THE loving mum of a terminally ill eight-year-old who passed away on Tuesday has said she has “no regrets” about taking him to Mexico for treatment.
Jennifer Ure Stewart told the Evening News the nine trips to the Monterrey Vale Clinic where her son Luke received 14 sets of treatment for an aggressive brain tumour known as Diffuse Intrinsic Pontine Giloma (DIPG) had prolonged the youngster’s life by around a year.
The proud mum from Tranent now plans to continue her campaign for funding to be made available to research a cure for DIPG and said it was her dream to build a hospice in East Lothian to honour her son’s legacy and help other terminally ill children.
Heartbroken Jennifer and husband Mark, who have two other boys, Lewis, aged six, and two-year-old Lochlin, set up the JustGiving page Help Luke, which raised an incredible £187,000. The money was used to give their son ground-breaking treatment in Mexico to prolong his life.
Luke was diagnosed in January 2017 and passed away at the Rachel House Hospice in Kinross at 5.25am on Tuesday.
He was only given between six and nine months to live by doctors in Scotland and told the NHS could only provide him with radiotherapy to allow him a semblance of quality of life.
However, the brave youngster defied the odds before succumbing to the effects of pneumonia.
Jennifer said she would do the same thing “ten times over” in making the decision to take Luke to Mexico.
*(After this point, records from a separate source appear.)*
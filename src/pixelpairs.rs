// This Source Code Form is subject to the terms of the Mozilla Public
// License, v. 2.0. If a copy of the MPL was not distributed with this
// file, You can obtain one at http://mozilla.org/MPL/2.0/.

//! Calculate the energy of a pixel pair
//!
//! Given two pixels, the energy between them is the relative distance
//! between the colors that make them up: the classic
//! d(R^2) + d(G^2) + d(B^2), scaled down.

use crate::raster::Pixel;

/// Squared channel distances are divided by this before they are
/// summed into an energy map, which keeps the cumulative seam costs of
/// tall images comfortably inside an `i32`.
pub const ENERGY_DIVISOR: i32 = 100;

/// (Pixel, Pixel) -> Energy
///
/// This is the rusty expression of:
///
/// ```text
/// |Δ|² = ((Δr)²+(Δg)²+(Δb)²) / 100
/// ```
#[inline]
pub fn energy_of_pair(p1: &Pixel, p2: &Pixel) -> i32 {
    let (dr, dg, db) = (p2.r - p1.r, p2.g - p1.g, p2.b - p1.b);
    (dr * dr + dg * dg + db * db) / ENERGY_DIVISOR
}
fn render_file_input(app: &App, frame: &mut Frame, area: Rect) {
    // Calculate popup size and position (centered)
    let popup_width = 60.min(area.width.saturating_sub(4));
    let popup_height = 7;

    let popup_x = (area.width.saturating_sub(popup_width)) / 2;
    let popup_y = (area.height.saturating_sub(popup_height)) / 2;

    let popup_area = Rect::new(popup_x, popup_y, popup_width, popup_height);

    // Clear the area behind the popup
    frame.render_widget(Clear, popup_area);

    let block = Block::default()
        .borders(Borders::ALL)
        .border_style(Style::default().fg(Color::Yellow))
        .title(" Select a file to upload ");

    let inner = block.inner(popup_area);
    frame.render_widget(block, popup_area);

    let instructions =
        Paragraph::new("Type or paste a file path. Press Enter to select, Esc to cancel.")
            .style(Style::default().fg(Color::DarkGray));
    let instructions_area = Rect::new(inner.x, inner.y, inner.width, 1);
    frame.render_widget(instructions, instructions_area);

    let input_area = Rect::new(inner.x, inner.y + 2, inner.width, 1);
    let input = Paragraph::new(app.file_input.as_str()).style(Style::default().fg(Color::Cyan));
    frame.render_widget(input, input_area);

    // Show cursor
    let cursor_x = app.file_input_cursor.min(input_area.width as usize) as u16;
    frame.set_cursor_position((input_area.x + cursor_x, input_area.y));

    let char_count = format!("{} characters", app.file_input.chars().count());
    let status = Paragraph::new(char_count).style(Style::default().fg(Color::DarkGray));
    let status_area = Rect::new(inner.x, inner.y + 4, inner.width, 1);
    frame.render_widget(status, status_area);
}
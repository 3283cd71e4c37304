use serde::{Deserialize, Serialize};
use std::fs;
use std::path::{Path, PathBuf};
use anyhow::{Result, anyhow};

pub const DEFAULT_BACKEND_URL: &str = "http://localhost:8080";
pub const DEFAULT_UPLOADED_BY: &str = "web";
pub const DEFAULT_TOP_K: u32 = 3;

/// Environment variable that overrides the configured backend base URL.
pub const BACKEND_URL_ENV: &str = "DOCCHAT_BACKEND_URL";

#[derive(Serialize, Deserialize, Debug, Clone)]
pub struct Config {
    pub backend_url: Option<String>,
    pub uploaded_by: Option<String>,
    pub top_k: Option<u32>,
}

impl Config {
    pub fn new() -> Self {
        Self {
            backend_url: None,
            uploaded_by: None,
            top_k: None,
        }
    }

    pub fn load() -> Result<Self> {
        let config_path = Self::get_config_path()?;
        Self::load_from(&config_path)
    }

    fn load_from(path: &Path) -> Result<Self> {
        if !path.exists() {
            return Ok(Self::new());
        }

        let config_content = fs::read_to_string(path)?;
        let config: Config = serde_json::from_str(&config_content)?;
        Ok(config)
    }

    /// Resolved backend base URL: environment variable wins, then the config
    /// file, then the default.
    pub fn backend_url(&self) -> String {
        std::env::var(BACKEND_URL_ENV)
            .ok()
            .or_else(|| self.backend_url.clone())
            .unwrap_or_else(|| DEFAULT_BACKEND_URL.to_string())
    }

    pub fn uploaded_by(&self) -> String {
        self.uploaded_by
            .clone()
            .unwrap_or_else(|| DEFAULT_UPLOADED_BY.to_string())
    }

    pub fn top_k(&self) -> u32 {
        self.top_k.unwrap_or(DEFAULT_TOP_K)
    }

    fn get_config_path() -> Result<PathBuf> {
        let config_dir = dirs::config_dir()
            .ok_or_else(|| anyhow!("Could not determine config directory"))?;

        Ok(config_dir.join("docchat").join("config.json"))
    }
}

#[cfg(test)]
mod tests {
    use super::*;

    #[test]
    fn missing_file_yields_defaults() {
        let dir = tempfile::tempdir().unwrap();
        let config = Config::load_from(&dir.path().join("config.json")).unwrap();
        assert!(config.backend_url.is_none());
        assert_eq!(config.uploaded_by(), DEFAULT_UPLOADED_BY);
        assert_eq!(config.top_k(), DEFAULT_TOP_K);
    }

    #[test]
    fn loads_values_from_the_config_file() {
        let dir = tempfile::tempdir().unwrap();
        let path = dir.path().join("config.json");
        fs::write(
            &path,
            r#"{"backend_url":"http://qa.internal:9000","uploaded_by":null,"top_k":5}"#,
        )
        .unwrap();

        let loaded = Config::load_from(&path).unwrap();
        assert_eq!(loaded.backend_url.as_deref(), Some("http://qa.internal:9000"));
        assert_eq!(loaded.top_k(), 5);
        assert_eq!(loaded.uploaded_by(), DEFAULT_UPLOADED_BY);
    }

    #[test]
    fn rejects_a_malformed_config_file() {
        let dir = tempfile::tempdir().unwrap();
        let path = dir.path().join("config.json");
        fs::write(&path, "not json").unwrap();

        assert!(Config::load_from(&path).is_err());
    }
}
/// Word-by-word reveal of an assistant answer.
///
/// Holds the whitespace-split words of the full text and a cursor over how
/// many are currently visible. The reveal tick advances the cursor one word
/// at a time; each step yields the growing space-joined prefix that replaces
/// the trailing chat message. The final prefix is the full answer with runs
/// of whitespace collapsed to single spaces.
#[derive(Debug, Clone)]
pub struct Reveal {
    words: Vec<String>,
    shown: usize,
}

impl Reveal {
    pub fn new(text: &str) -> Self {
        Self {
            words: text.split_whitespace().map(str::to_string).collect(),
            shown: 0,
        }
    }

    /// Reveal the next word and return the visible prefix, or None when
    /// every word is already shown.
    pub fn advance(&mut self) -> Option<String> {
        if self.shown >= self.words.len() {
            return None;
        }
        self.shown += 1;
        Some(self.words[..self.shown].join(" "))
    }

    pub fn is_done(&self) -> bool {
        self.shown >= self.words.len()
    }
}

#[cfg(test)]
mod tests {
    use super::*;

    #[test]
    fn advances_one_word_at_a_time() {
        let mut reveal = Reveal::new("You get 20 days");
        assert!(!reveal.is_done());
        assert_eq!(reveal.advance().as_deref(), Some("You"));
        assert_eq!(reveal.advance().as_deref(), Some("You get"));
        assert_eq!(reveal.advance().as_deref(), Some("You get 20"));
        assert_eq!(reveal.advance().as_deref(), Some("You get 20 days"));
        assert!(reveal.is_done());
        assert_eq!(reveal.advance(), None);
    }

    #[test]
    fn normalizes_whitespace() {
        let mut reveal = Reveal::new("  You   get\n20\tdays  ");
        let mut last = String::new();
        while let Some(prefix) = reveal.advance() {
            last = prefix;
        }
        assert_eq!(last, "You get 20 days");
    }

    #[test]
    fn empty_text_is_done_immediately() {
        let mut reveal = Reveal::new("   ");
        assert!(reveal.is_done());
        assert_eq!(reveal.advance(), None);
    }
}
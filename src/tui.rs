use std::io::{self, Stderr};
use anyhow::Result;
use crossterm::{
    event::{self, Event, KeyEvent, KeyEventKind, MouseEvent},
    execute,
    terminal::{disable_raw_mode, enable_raw_mode, EnterAlternateScreen, LeaveAlternateScreen},
};
use ratatui::{backend::CrosstermBackend, Terminal};
use futures_util::StreamExt;
use tokio::sync::mpsc;

pub type Tui = Terminal<CrosstermBackend<Stderr>>;

/// Interval of the ellipsis animation tick.
const ANIMATION_TICK_MS: u64 = 300;
/// Interval of the word-reveal tick; one answer word is shown per tick.
const REVEAL_TICK_MS: u64 = 30;

#[derive(Debug)]
#[allow(dead_code)]
pub enum AppEvent {
    Key(KeyEvent),
    Mouse(MouseEvent),
    /// Bracketed paste; a file dragged onto the terminal arrives here as its path.
    Paste(String),
    Resize(u16, u16),
    Tick,
    RevealTick,
}

pub struct EventHandler {
    rx: mpsc::UnboundedReceiver<AppEvent>,
    _tx: mpsc::UnboundedSender<AppEvent>,
}

impl EventHandler {
    pub fn new() -> Self {
        let (tx, rx) = mpsc::unbounded_channel();
        let _tx = tx.clone();

        // Spawn event reader task
        let tx_events = tx.clone();
        tokio::spawn(async move {
            let mut reader = event::EventStream::new();
            loop {
                if let Some(Ok(evt)) = reader.next().await {
                    let app_event = match evt {
                        Event::Key(key) => {
                            // Only handle key press events, not release
                            if key.kind == KeyEventKind::Press {
                                Some(AppEvent::Key(key))
                            } else {
                                None
                            }
                        }
                        Event::Mouse(mouse) => Some(AppEvent::Mouse(mouse)),
                        Event::Paste(data) => Some(AppEvent::Paste(data)),
                        Event::Resize(w, h) => Some(AppEvent::Resize(w, h)),
                        _ => None,
                    };

                    if let Some(event) = app_event {
                        if tx_events.send(event).is_err() {
                            break;
                        }
                    }
                }
            }
        });

        // Spawn tick timer for the composing animation
        let tx_tick = tx.clone();
        tokio::spawn(async move {
            let mut interval =
                tokio::time::interval(std::time::Duration::from_millis(ANIMATION_TICK_MS));
            loop {
                interval.tick().await;
                if tx_tick.send(AppEvent::Tick).is_err() {
                    break;
                }
            }
        });

        // Spawn the faster tick that paces the word-by-word reveal
        let tx_reveal = tx.clone();
        tokio::spawn(async move {
            let mut interval =
                tokio::time::interval(std::time::Duration::from_millis(REVEAL_TICK_MS));
            loop {
                interval.tick().await;
                if tx_reveal.send(AppEvent::RevealTick).is_err() {
                    break;
                }
            }
        });

        Self { rx, _tx }
    }

    pub async fn next(&mut self) -> Option<AppEvent> {
        self.rx.recv().await
    }
}

pub fn init() -> Result<Tui> {
    enable_raw_mode()?;
    execute!(io::stderr(), EnterAlternateScreen)?;

    // Mouse capture for scroll, bracketed paste for file drops
    execute!(io::stderr(), crossterm::event::EnableMouseCapture)?;
    execute!(io::stderr(), crossterm::event::EnableBracketedPaste)?;

    let backend = CrosstermBackend::new(io::stderr());
    let terminal = Terminal::new(backend)?;

    Ok(terminal)
}

pub fn restore() -> Result<()> {
    execute!(io::stderr(), crossterm::event::DisableBracketedPaste)?;
    execute!(io::stderr(), crossterm::event::DisableMouseCapture)?;
    execute!(io::stderr(), LeaveAlternateScreen)?;
    disable_raw_mode()?;
    Ok(())
}

/// Install panic hook to restore terminal on panic
pub fn install_panic_hook() {
    let original_hook = std::panic::take_hook();
    std::panic::set_hook(Box::new(move |panic_info| {
        let _ = restore();
        original_hook(panic_info);
    }));
}
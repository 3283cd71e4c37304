use std::path::Path;

use reqwest::Client;
use reqwest::multipart::{Form, Part};
use serde::{Deserialize, Serialize};
use thiserror::Error;

/// Errors surfaced to the UI. Each variant carries the backend's own error
/// text (the body of a non-2xx response, or the transport error's display).
#[derive(Debug, Error)]
pub enum BackendError {
    #[error("{0}")]
    Upload(String),
    #[error("{0}")]
    Query(String),
}

#[derive(Serialize)]
struct AskRequest<'a> {
    question: &'a str,
    #[serde(rename = "topK")]
    top_k: u32,
}

/// Answer payload from `/api/ask`. A 2xx response without `answer` is a
/// decode failure and is reported as a query error.
#[derive(Deserialize, Debug, Clone)]
pub struct Answer {
    pub answer: String,
}

/// Ingestion receipt from `/api/documents/upload`.
#[derive(Deserialize, Debug, Clone)]
pub struct UploadReceipt {
    pub filename: String,
}

/// Thin client for the document Q&A backend. No retry, timeout, or caching;
/// resilience belongs to the backend.
#[derive(Clone)]
pub struct BackendClient {
    client: Client,
    base_url: String,
}

impl BackendClient {
    pub fn new(base_url: &str) -> Self {
        Self {
            client: Client::new(),
            base_url: base_url.trim_end_matches('/').to_string(),
        }
    }

    pub fn base_url(&self) -> &str {
        &self.base_url
    }

    /// Send a file to the ingestion endpoint as a multipart request with the
    /// binary content and an uploader tag.
    pub async fn upload_file(
        &self,
        path: &Path,
        name: &str,
        uploaded_by: &str,
    ) -> Result<UploadReceipt, BackendError> {
        let url = format!("{}/api/documents/upload", self.base_url);

        let bytes = tokio::fs::read(path)
            .await
            .map_err(|e| BackendError::Upload(e.to_string()))?;

        let form = Form::new()
            .part("file", Part::bytes(bytes).file_name(name.to_string()))
            .text("uploadedBy", uploaded_by.to_string());

        let response = self
            .client
            .post(&url)
            .multipart(form)
            .send()
            .await
            .map_err(|e| BackendError::Upload(e.to_string()))?;

        if !response.status().is_success() {
            let body = response.text().await.unwrap_or_default();
            return Err(BackendError::Upload(body));
        }

        response
            .json()
            .await
            .map_err(|e| BackendError::Upload(e.to_string()))
    }

    /// Submit a question with a result-count hint to the query endpoint.
    pub async fn ask_question(&self, question: &str, top_k: u32) -> Result<Answer, BackendError> {
        let url = format!("{}/api/ask", self.base_url);

        let request = AskRequest { question, top_k };

        let response = self
            .client
            .post(&url)
            .json(&request)
            .send()
            .await
            .map_err(|e| BackendError::Query(e.to_string()))?;

        if !response.status().is_success() {
            let body = response.text().await.unwrap_or_default();
            return Err(BackendError::Query(body));
        }

        response
            .json()
            .await
            .map_err(|e| BackendError::Query(e.to_string()))
    }
}

#[cfg(test)]
mod tests {
    use super::*;

    #[test]
    fn ask_request_uses_camel_case_top_k() {
        let request = AskRequest {
            question: "What is the leave policy?",
            top_k: 3,
        };
        let value = serde_json::to_value(&request).unwrap();
        assert_eq!(value["question"], "What is the leave policy?");
        assert_eq!(value["topK"], 3);
        assert!(value.get("top_k").is_none());
    }

    #[test]
    fn answer_requires_answer_field() {
        let ok: Answer = serde_json::from_str(r#"{"answer":"20 days","sources":[]}"#).unwrap();
        assert_eq!(ok.answer, "20 days");

        let missing = serde_json::from_str::<Answer>(r#"{"sources":[]}"#);
        assert!(missing.is_err());
    }

    #[test]
    fn receipt_requires_filename_field() {
        let ok: UploadReceipt = serde_json::from_str(r#"{"filename":"policy.pdf"}"#).unwrap();
        assert_eq!(ok.filename, "policy.pdf");

        assert!(serde_json::from_str::<UploadReceipt>("{}").is_err());
    }

    #[test]
    fn trailing_slash_is_trimmed_from_base_url() {
        let client = BackendClient::new("http://localhost:8080/");
        assert_eq!(client.base_url(), "http://localhost:8080");
    }

    #[test]
    fn errors_pass_backend_text_through() {
        assert_eq!(BackendError::Upload("too large".to_string()).to_string(), "too large");
        assert_eq!(BackendError::Query("timeout".to_string()).to_string(), "timeout");
    }
}
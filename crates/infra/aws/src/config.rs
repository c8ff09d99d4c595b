use aws_config::{SdkConfig, meta::region::RegionProviderChain};
use aws_sdk_ec2::config::{Builder as Ec2ConfigBuilder, Credentials as StaticCredentials, Region};
use quark_core::{Credentials, cloud_provider::DEFAULT_REGION};

const CREDENTIALS_PROVIDER_NAME: &str = "quark-connection";

/// Base sdk config: the connection's static keys, and the environment's
/// region with `us-west-2` as fallback. Only region discovery runs on it.
pub(super) async fn get_config(credentials: &Credentials) -> SdkConfig {
    let region_provider =
        RegionProviderChain::default_provider().or_else(Region::new(DEFAULT_REGION));
    let static_credentials = StaticCredentials::new(
        credentials.access_key.clone(),
        credentials.secret_key.clone(),
        credentials.session_token().map(str::to_string),
        None,
        CREDENTIALS_PROVIDER_NAME,
    );

    aws_config::from_env()
        .region(region_provider)
        .credentials_provider(static_credentials)
        .load()
        .await
}

pub(super) fn regional_config(base: &SdkConfig, region_name: &str) -> aws_sdk_ec2::Config {
    Ec2ConfigBuilder::from(base)
        .region(Region::new(region_name.to_string()))
        .build()
}
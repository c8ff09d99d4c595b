use std::fmt::{self, Display, Formatter};

use async_trait::async_trait;

use crate::{
    error::{InventoryError, Result},
    instance::RawInstance,
};

/// Region used for the region-discovery call when nothing else is configured.
pub const DEFAULT_REGION: &str = "us-west-2";

/// A region entry as returned by region discovery.
#[derive(Debug, Clone, Default, PartialEq, Eq)]
pub struct RawRegion {
    pub name: Option<String>,
}

impl RawRegion {
    pub fn named(name: impl Into<String>) -> Self {
        Self {
            name: Some(name.into()),
        }
    }
}

#[derive(Debug, Clone, PartialEq, Eq)]
pub struct Region {
    pub name: String,
}

impl TryFrom<RawRegion> for Region {
    type Error = InventoryError;

    fn try_from(raw: RawRegion) -> std::result::Result<Self, Self::Error> {
        let name = raw.name.ok_or(InventoryError::MissingRegionName)?;
        Ok(Self { name })
    }
}

impl Display for Region {
    fn fmt(&self, f: &mut Formatter<'_>) -> fmt::Result {
        write!(f, "{}", self.name)
    }
}

/// One page of `DescribeInstances`, reservations already flattened in the
/// order the provider returned them.
#[derive(Debug, Clone, Default, PartialEq, Eq)]
pub struct InstancePage {
    pub instances: Vec<RawInstance>,
    pub next_token: Option<String>,
}

/// Account-wide view of the compute inventory.
#[async_trait]
pub trait InstanceInventory: Send + Sync {
    async fn regions(&self) -> Result<Vec<RawRegion>>;

    /// Builds a client scoped to `region`. The sdk builds clients without
    /// failing; an `Err` here skips just that region.
    fn regional(&self, region: &Region) -> Result<Box<dyn RegionalInventory + '_>>;
}

#[async_trait]
pub trait RegionalInventory: Send + Sync {
    async fn describe_instances_page(
        &self,
        next_token: Option<&str>,
        page_size: i32,
    ) -> Result<InstancePage>;
}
She said: “I have no regrets. If we hadn’t done that, we would have lost Luke over a year ago.
“We got probably over a year more with Luke and it was quality time.
“He wasn’t in and out of hospital, he wasn’t lying in a bed, he wasn’t sick. He had a quality life and he enjoyed so much of that. I think as a family we packed more into 19 months than we might have done in a whole lifetime because of the time we spent together.
“He loved going to Mexico. He loved the people over there, he loved travelling and he really enjoyed it.”
Jennifer described Luke’s last days and said he was still able to tell his family he loved them, communicating by raising his eyes.
She said: “It was more than pneumonia. As soon as he got the first bout, he had three bouts after that and his lungs were not functioning properly and he was losing the capacity to breath because of the mucus that had built up.
“But he surprised every doctor there because he was only given days left and Luke lived another two weeks after that and he chose when he was ready to go.
“We all slept in the same bed for two weeks and he fought to the bitter end.
“We told him every day how much we loved him and he knew how much we loved him.”
A minute’s applause was held for Luke in the eighth minute of the Hibs match against NSI Runavik on Thursday night.
The family is now planning a celebration of his life with a service at Liberton Kirk on Wednesday followed by his funeral at Mortonhall Crematorium.
There are also plans for a party to honour Luke on Sunday, July 22 at the Royal Musselburgh Golf Club.